In April, Tompkins County’s 911 center faced one of its most alarming scenarios: a hard outage of its 911 lines. For more than three hours, no calls rang through the PSAP’s phones. Yet, thanks to RapidSOS, dispatchers never lost sight of their community — and never stopped answering emergency calls.
Assistant Director of 911 John Halaychik recalls the moment his team realized something was wrong. A transferred call came in from a neighboring county. Then another. And suddenly, dispatchers asked themselves a chilling question:
Checking the RapidSOS platform, the answer appeared instantly. Calls were still flooding in — but the PSAP’s phones weren’t ringing. Instead, the incoming 911 calls were visible only in the RapidSOS queue.

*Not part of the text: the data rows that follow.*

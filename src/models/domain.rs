use serde::{Deserialize, Serialize};
use std::fmt;
use std::str::FromStr;
use validator::Validate;

/// ABO/Rh blood group
///
/// Serialized as its symbol ("AB-"); deserialized through `FromStr`, so any
/// casing and surrounding whitespace is accepted.
#[derive(Debug, Clone, Copy, PartialEq, Eq, Hash, Serialize, Deserialize)]
#[serde(try_from = "String")]
pub enum BloodType {
    #[serde(rename = "A+")]
    APositive,
    #[serde(rename = "A-")]
    ANegative,
    #[serde(rename = "B+")]
    BPositive,
    #[serde(rename = "B-")]
    BNegative,
    #[serde(rename = "AB+")]
    AbPositive,
    #[serde(rename = "AB-")]
    AbNegative,
    #[serde(rename = "O+")]
    OPositive,
    #[serde(rename = "O-")]
    ONegative,
}

impl BloodType {
    pub const ALL: [BloodType; 8] = [
        BloodType::APositive,
        BloodType::ANegative,
        BloodType::BPositive,
        BloodType::BNegative,
        BloodType::AbPositive,
        BloodType::AbNegative,
        BloodType::OPositive,
        BloodType::ONegative,
    ];

    pub fn as_str(&self) -> &'static str {
        match self {
            BloodType::APositive => "A+",
            BloodType::ANegative => "A-",
            BloodType::BPositive => "B+",
            BloodType::BNegative => "B-",
            BloodType::AbPositive => "AB+",
            BloodType::AbNegative => "AB-",
            BloodType::OPositive => "O+",
            BloodType::ONegative => "O-",
        }
    }

    /// Whether red cells carry the A antigen
    pub fn has_a_antigen(&self) -> bool {
        matches!(
            self,
            BloodType::APositive | BloodType::ANegative | BloodType::AbPositive | BloodType::AbNegative
        )
    }

    /// Whether red cells carry the B antigen
    pub fn has_b_antigen(&self) -> bool {
        matches!(
            self,
            BloodType::BPositive | BloodType::BNegative | BloodType::AbPositive | BloodType::AbNegative
        )
    }

    pub fn is_rh_positive(&self) -> bool {
        matches!(
            self,
            BloodType::APositive | BloodType::BPositive | BloodType::AbPositive | BloodType::OPositive
        )
    }
}

impl fmt::Display for BloodType {
    fn fmt(&self, f: &mut fmt::Formatter<'_>) -> fmt::Result {
        f.write_str(self.as_str())
    }
}

#[derive(Debug, Clone, PartialEq, Eq)]
pub struct ParseBloodTypeError(pub String);

impl fmt::Display for ParseBloodTypeError {
    fn fmt(&self, f: &mut fmt::Formatter<'_>) -> fmt::Result {
        write!(f, "unknown blood type: {:?}", self.0)
    }
}

impl std::error::Error for ParseBloodTypeError {}

impl FromStr for BloodType {
    type Err = ParseBloodTypeError;

    fn from_str(s: &str) -> Result<Self, Self::Err> {
        let normalized = s.trim().to_ascii_uppercase();
        BloodType::ALL
            .iter()
            .copied()
            .find(|bt| bt.as_str() == normalized)
            .ok_or_else(|| ParseBloodTypeError(s.to_string()))
    }
}

impl TryFrom<String> for BloodType {
    type Error = ParseBloodTypeError;

    fn try_from(value: String) -> Result<Self, Self::Error> {
        value.parse()
    }
}

/// How urgently the hospital needs blood
#[derive(Debug, Clone, Copy, PartialEq, Eq, Serialize, Deserialize)]
#[serde(rename_all = "lowercase")]
pub enum Urgency {
    #[serde(alias = "Critical")]
    Critical,
    #[serde(alias = "High")]
    High,
    #[serde(alias = "Medium")]
    Medium,
    #[serde(alias = "Low")]
    Low,
}

impl fmt::Display for Urgency {
    fn fmt(&self, f: &mut fmt::Formatter<'_>) -> fmt::Result {
        let s = match self {
            Urgency::Critical => "critical",
            Urgency::High => "high",
            Urgency::Medium => "medium",
            Urgency::Low => "low",
        };
        f.write_str(s)
    }
}

/// A latitude/longitude pair in degrees
#[derive(Debug, Clone, Copy, PartialEq, Serialize, Deserialize, Validate)]
pub struct GeoPoint {
    #[validate(range(min = -90.0, max = 90.0))]
    pub latitude: f64,
    #[validate(range(min = -180.0, max = 180.0))]
    pub longitude: f64,
}

impl GeoPoint {
    pub fn new(latitude: f64, longitude: f64) -> Self {
        Self { latitude, longitude }
    }

    /// Great-circle distance to another point in kilometers
    pub fn distance_km(&self, other: &GeoPoint) -> f64 {
        crate::core::distance::haversine_distance(
            self.latitude,
            self.longitude,
            other.latitude,
            other.longitude,
        )
    }

    /// Shift by a number of degrees on both axes
    pub fn offset(&self, delta_lat: f64, delta_lon: f64) -> Self {
        Self {
            latitude: self.latitude + delta_lat,
            longitude: self.longitude + delta_lon,
        }
    }
}

/// A donor as returned by a donor directory, before routing
#[derive(Debug, Clone, PartialEq, Serialize, Deserialize)]
pub struct DonorCandidate {
    #[serde(rename = "donorId")]
    pub donor_id: String,
    #[serde(rename = "bloodType")]
    pub blood_type: BloodType,
    pub location: GeoPoint,
}

/// A routed donor: distance to the hospital plus compatibility flag
#[derive(Debug, Clone, PartialEq, Serialize, Deserialize)]
pub struct DonorMatch {
    #[serde(rename = "donorId")]
    pub donor_id: String,
    #[serde(rename = "bloodType")]
    pub blood_type: BloodType,
    pub location: GeoPoint,
    #[serde(rename = "distanceKm")]
    pub distance_km: f64,
    #[serde(rename = "isCompatible")]
    pub is_compatible: bool,
}

/// Geospatial bounding box
///
/// `min_lon > max_lon` means the box wraps across the antimeridian.
#[derive(Debug, Clone, Copy)]
pub struct BoundingBox {
    pub min_lat: f64,
    pub max_lat: f64,
    pub min_lon: f64,
    pub max_lon: f64,
}

impl BoundingBox {
    pub fn crosses_antimeridian(&self) -> bool {
        self.min_lon > self.max_lon
    }
}

/// Which donor blood types count as compatible with a patient
#[derive(Debug, Clone, Copy, Default, PartialEq, Eq, Deserialize, Serialize)]
#[serde(rename_all = "snake_case")]
pub enum CompatibilityRule {
    /// Donor type must equal the patient type
    #[default]
    Exact,
    /// Red-cell ABO/Rh transfusion compatibility
    AboRh,
}

/// Lookup parameters handed to a donor directory
#[derive(Debug, Clone)]
pub struct DonorQuery {
    pub blood_type: BloodType,
    pub hospital_location: GeoPoint,
    pub radius_km: f64,
    pub accepted_types: Vec<BloodType>,
}

#[derive(Debug, Clone, Copy, PartialEq, Eq, Serialize, Deserialize)]
#[serde(rename_all = "snake_case")]
pub enum ResourceKind {
    BloodBank,
    Hospital,
}

/// A blood bank or hospital listed in the nearby directory
#[derive(Debug, Clone, Serialize, Deserialize)]
pub struct NearbyResource {
    pub name: String,
    pub address: String,
    pub phone: String,
    #[serde(rename = "mapUrl")]
    pub map_url: String,
    pub kind: ResourceKind,
}

/// A registered organ donation pledge
#[derive(Debug, Clone, Serialize, Deserialize)]
pub struct OrganPledge {
    #[serde(rename = "pledgeId")]
    pub pledge_id: String,
    #[serde(rename = "fullName")]
    pub full_name: String,
    pub email: String,
    #[serde(rename = "pledgedAt")]
    pub pledged_at: chrono::DateTime<chrono::Utc>,
}

/// Donor profile shown on the profile screen
#[derive(Debug, Clone, PartialEq, Serialize, Deserialize)]
pub struct DonorProfile {
    #[serde(rename = "userId")]
    pub user_id: String,
    pub name: String,
    #[serde(rename = "bloodType")]
    pub blood_type: BloodType,
    #[serde(rename = "lastDonation", default)]
    pub last_donation: Option<chrono::NaiveDate>,
    #[serde(default)]
    pub donations: u32,
    #[serde(rename = "avatarUrl", default)]
    pub avatar_url: Option<String>,
}

impl DonorProfile {
    /// Profile used to seed the in-memory registry
    pub fn demo() -> Self {
        Self {
            user_id: "demo".to_string(),
            name: "Alex Doe".to_string(),
            blood_type: BloodType::OPositive,
            last_donation: chrono::NaiveDate::from_ymd_opt(2024, 3, 15),
            donations: 5,
            avatar_url: Some("https://placehold.co/100x100".to_string()),
        }
    }
}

Dispatchers quickly pivoted. They began manually calling back numbers from the RapidSOS queue to connect with residents in distress. In some cases, neighboring counties that also used RapidSOS were able to reroute calls back into Tompkins County, closing the gaps.
Though partial phone service returned after three hours, the event ultimately stretched to 12 hours. Remarkably, only two 911 calls were missed outright — and both were recovered later through partner reroutes.
The incident underscored a lesson Halaychik often preaches: redundancy and visibility are non-negotiable. “We’ve had three major outages in the last year,” he says. “Two from phone providers and one caused by a squirrel chewing through a cable that blew out our redundant power.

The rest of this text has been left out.